Return every line from the one with "for token in" through the one with "pub fn coordinate_pairs(d: &str)", inclusive, exactly as it appears below.

--- EXERCISE INPUTS Enclosed Below ---

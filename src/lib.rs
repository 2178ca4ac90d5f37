/// Heatclip - heatmap-driven clip extraction
///
/// Reads the "most replayed" heatmap a video page renders, finds the stretches
/// where attention rises well above or falls well below its mean, and pairs
/// them with the transcript lines spoken there. Rises become clips.

pub mod clips;
pub mod config;
pub mod error;
pub mod heatmap;
pub mod page;
pub mod processing;
pub mod transcript;

// Re-export main types for easy access
pub use crate::clips::{clip_requests, ClipCutter, ClipRecord, ClipRequest};
pub use crate::config::{Config, ConfigBuilder};
pub use crate::error::{HeatmapError, HeatmapResult, VideoStatus};
pub use crate::heatmap::{
    analyze, parse_dimension, sample, stitch, AnalysisResult, Interval, IntervalKind, Sample, SamplerConfig,
    UnifiedImage, DEFAULT_THRESHOLD,
};
pub use crate::page::{parse_video_id, HttpFetcher, PageFetcher, SnapshotFetcher};
pub use crate::processing::{analyze_markup, BatchProcessor, ProcessingResult, VideoProcessingResult};
pub use crate::transcript::{map_intervals, ProviderChain, SignificantSections, TranscriptEntry, TranscriptProvider};
/// Rise/fall detection over the attention signal
use super::{AnalysisResult, Interval, Sample};
use tracing::debug;

/// Deviation from the mean, in percentage points, that counts as significant
pub const DEFAULT_THRESHOLD: f64 = 1.35;

/// Tracks one open interval while walking the signal
#[derive(Default)]
struct IntervalTracker {
    open_at: Option<f64>,
    closed: Vec<Interval>,
}

impl IntervalTracker {
    fn step(&mut self, qualifies: bool, next_qualifies: bool, time: f64) {
        if !qualifies {
            return;
        }
        let start = *self.open_at.get_or_insert(time);
        if !next_qualifies {
            self.closed.push(Interval::new(start, time));
            self.open_at = None;
        }
    }
}

/// Mean attention plus contiguous runs above `mean + threshold` and below `mean - threshold`
///
/// Samples must already be in time order. Empty input, or any sample with a
/// non-finite field, yields [`AnalysisResult::empty`].
pub fn analyze(samples: &[Sample], threshold: f64) -> AnalysisResult {
    if samples.is_empty() || !samples.iter().all(Sample::is_valid) {
        return AnalysisResult::empty();
    }

    let average = samples.iter().map(|s| s.attention).sum::<f64>() / samples.len() as f64;
    let upper = average + threshold;
    let lower = average - threshold;

    let mut rises = IntervalTracker::default();
    let mut falls = IntervalTracker::default();

    for (i, sample) in samples.iter().enumerate() {
        let next = samples.get(i + 1);

        rises.step(
            sample.attention > upper,
            next.map_or(false, |n| n.attention > upper),
            sample.time,
        );
        falls.step(
            sample.attention < lower,
            next.map_or(false, |n| n.attention < lower),
            sample.time,
        );
    }

    debug!(
        "Average attention {:.2}: {} rises, {} falls",
        average,
        rises.closed.len(),
        falls.closed.len()
    );

    AnalysisResult {
        average_attention: average,
        rises: rises.closed,
        falls: falls.closed,
    }
}
/// Tokenizer for SVG path data (`d` attribute)
///
/// The grammar handled here is the subset the heatmap uses: a command letter
/// followed by a list of numbers separated by whitespace and/or commas.
/// Numbers follow SVG rules, so `1-2` is two numbers and `.5.5` is `.5` then `.5`.
use std::fmt;

/// A lexical token of path data
#[derive(Debug, Clone, Copy, PartialEq)]
pub enum PathToken {
    Command(char),
    Number(f64),
}

/// Tokenizer failure with the byte offset where it happened
#[derive(Debug, Clone, PartialEq)]
pub struct PathError {
    pub offset: usize,
    pub message: String,
}

impl fmt::Display for PathError {
    fn fmt(&self, f: &mut fmt::Formatter<'_>) -> fmt::Result {
        write!(f, "{} at offset {}", self.message, self.offset)
    }
}

impl std::error::Error for PathError {}

/// Streaming tokenizer over path data
pub struct PathTokenizer<'a> {
    src: &'a str,
    pos: usize,
}

impl<'a> PathTokenizer<'a> {
    pub fn new(src: &'a str) -> Self {
        Self { src, pos: 0 }
    }

    fn peek(&self) -> Option<u8> {
        self.src.as_bytes().get(self.pos).copied()
    }

    fn skip_separators(&mut self) {
        while let Some(b) = self.peek() {
            if b.is_ascii_whitespace() || b == b',' {
                self.pos += 1;
            } else {
                break;
            }
        }
    }

    fn eat_digits(&mut self) -> usize {
        let start = self.pos;
        while matches!(self.peek(), Some(b) if b.is_ascii_digit()) {
            self.pos += 1;
        }
        self.pos - start
    }

    fn read_number(&mut self) -> Result<f64, PathError> {
        let start = self.pos;

        if matches!(self.peek(), Some(b'+') | Some(b'-')) {
            self.pos += 1;
        }
        let mut digits = self.eat_digits();
        if self.peek() == Some(b'.') {
            self.pos += 1;
            digits += self.eat_digits();
        }
        if digits == 0 {
            return Err(PathError {
                offset: start,
                message: format!("expected number, found {:?}", &self.src[start..self.pos.max(start + 1).min(self.src.len())]),
            });
        }

        // Exponent only counts when digits follow it
        if matches!(self.peek(), Some(b'e') | Some(b'E')) {
            let mark = self.pos;
            self.pos += 1;
            if matches!(self.peek(), Some(b'+') | Some(b'-')) {
                self.pos += 1;
            }
            if self.eat_digits() == 0 {
                self.pos = mark;
            }
        }

        let text = &self.src[start..self.pos];
        text.parse::<f64>().map_err(|e| PathError {
            offset: start,
            message: format!("invalid number {:?}: {}", text, e),
        })
    }
}

impl<'a> Iterator for PathTokenizer<'a> {
    type Item = Result<PathToken, PathError>;

    fn next(&mut self) -> Option<Self::Item> {
        self.skip_separators();
        let b = self.peek()?;

        if b.is_ascii_alphabetic() && b != b'e' && b != b'E' {
            self.pos += 1;
            return Some(Ok(PathToken::Command(b as char)));
        }

        if b.is_ascii_digit() || matches!(b, b'+' | b'-' | b'.') {
            let result = self.read_number().map(PathToken::Number);
            if result.is_err() {
                // Stop after the first error
                self.pos = self.src.len();
            }
            return Some(result);
        }

        let offset = self.pos;
        let ch = self.src[offset..].chars().next().unwrap_or('?');
        self.pos = self.src.len();
        Some(Err(PathError {
            offset,
            message: format!("unexpected character {:?}", ch),
        }))
    }
}

/// A command letter with its numeric arguments
#[derive(Debug, Clone, PartialEq)]
pub struct PathSegment {
    pub command: char,
    pub args: Vec<f64>,
}

impl PathSegment {
    /// Commands whose arguments are harvested as heatmap coordinates
    pub fn carries_coordinates(&self) -> bool {
        matches!(self.command, 'M' | 'C')
    }

    /// Consecutive `(x, y)` pairs; errors on an unmatched trailing value
    pub fn points(&self) -> Result<Vec<(f64, f64)>, PathError> {
        if self.args.len() % 2 != 0 {
            return Err(PathError {
                offset: 0,
                message: format!(
                    "'{}' segment has {} values, expected coordinate pairs",
                    self.command,
                    self.args.len()
                ),
            });
        }
        Ok(self.args.chunks_exact(2).map(|pair| (pair[0], pair[1])).collect())
    }
}

/// Group tokens into segments; numbers before the first command are an error
pub fn parse_segments(d: &str) -> Result<Vec<PathSegment>, PathError> {
    let mut segments: Vec<PathSegment> = Vec::new();

    for token in PathTokenizer::new(d) {
        match token? {
            PathToken::Command(command) => segments.push(PathSegment {
                command,
                args: Vec::new(),
            }),
            PathToken::Number(value) => match segments.last_mut() {
                Some(segment) => segment.args.push(value),
                None => {
                    return Err(PathError {
                        offset: 0,
                        message: "path data starts with a number".to_string(),
                    })
                }
            },
        }
    }

    Ok(segments)
}

/// All `(x, y)` pairs from move-to and curve-to segments, in path order
pub fn coordinate_pairs(d: &str) -> Result<Vec<(f64, f64)>, PathError> {
    let mut points = Vec::new();
    for segment in parse_segments(d)?.iter().filter(|s| s.carries_coordinates()) {
        points.extend(segment.points()?);
    }
    Ok(points)
}

#[cfg(test)]
mod tests {
    use super::*;

    fn numbers(d: &str) -> Vec<f64> {
        PathTokenizer::new(d)
            .filter_map(|t| match t.unwrap() {
                PathToken::Number(n) => Some(n),
                PathToken::Command(_) => None,
            })
            .collect()
    }

    #[test]
    fn test_tokenizes_heatmap_path() {
        let tokens: Vec<PathToken> = PathTokenizer::new("M 0.0,100.0 C 1.0,89.9 2.0,78.5 5.0,60.0")
            .collect::<Result<_, _>>()
            .unwrap();

        assert_eq!(tokens[0], PathToken::Command('M'));
        assert_eq!(tokens[1], PathToken::Number(0.0));
        assert_eq!(tokens[2], PathToken::Number(100.0));
        assert_eq!(tokens[3], PathToken::Command('C'));
        assert_eq!(tokens.len(), 10);
    }

    #[test]
    fn test_compact_number_forms() {
        assert_eq!(numbers("M1-2"), vec![1.0, -2.0]);
        assert_eq!(numbers("M.5.5"), vec![0.5, 0.5]);
        assert_eq!(numbers("M1e2,3E-1"), vec![100.0, 0.3]);
        assert_eq!(numbers("M\t1 ,\n 2"), vec![1.0, 2.0]);
    }

    #[test]
    fn test_rejects_garbage() {
        assert!(parse_segments("M 1,2 # 3").is_err());
        assert!(parse_segments("M 1,-").is_err());
        assert!(parse_segments("1,2 M 3,4").is_err());
    }

    #[test]
    fn test_only_move_and_curve_supply_points() {
        let points = coordinate_pairs("M 0,100 L 7,7 C 1,90 2,80 3,70 Z").unwrap();
        assert_eq!(points, vec![(0.0, 100.0), (1.0, 90.0), (2.0, 80.0), (3.0, 70.0)]);
    }

    #[test]
    fn test_odd_payload_is_an_error() {
        let err = coordinate_pairs("M 0,100 C 1,90 2").unwrap_err();
        assert!(err.message.contains("3 values"));
    }
}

--- End of Enclosed EXERCISE INPUTS ---

> [RESPONSE BELOW]
    for token in PathTokenizer::new(d) {
        match token? {
            PathToken::Command(command) => segments.push(PathSegment {
                command,
                args: Vec::new(),
            }),
            PathToken::Number(value) => match segments.last_mut() {
                Some(segment) => segment.args.push(value),
                None => {
                    return Err(PathError {
                        offset: 0,
                        message: "path data starts with a number".to_string(),
                    })
                }
            },
        }
    }

    Ok(segments)
}

/// All `(x, y)` pairs from move-to and curve-to segments, in path order
pub fn coordinate_pairs(d: &str) -> Result<Vec<(f64, f64)>, PathError> {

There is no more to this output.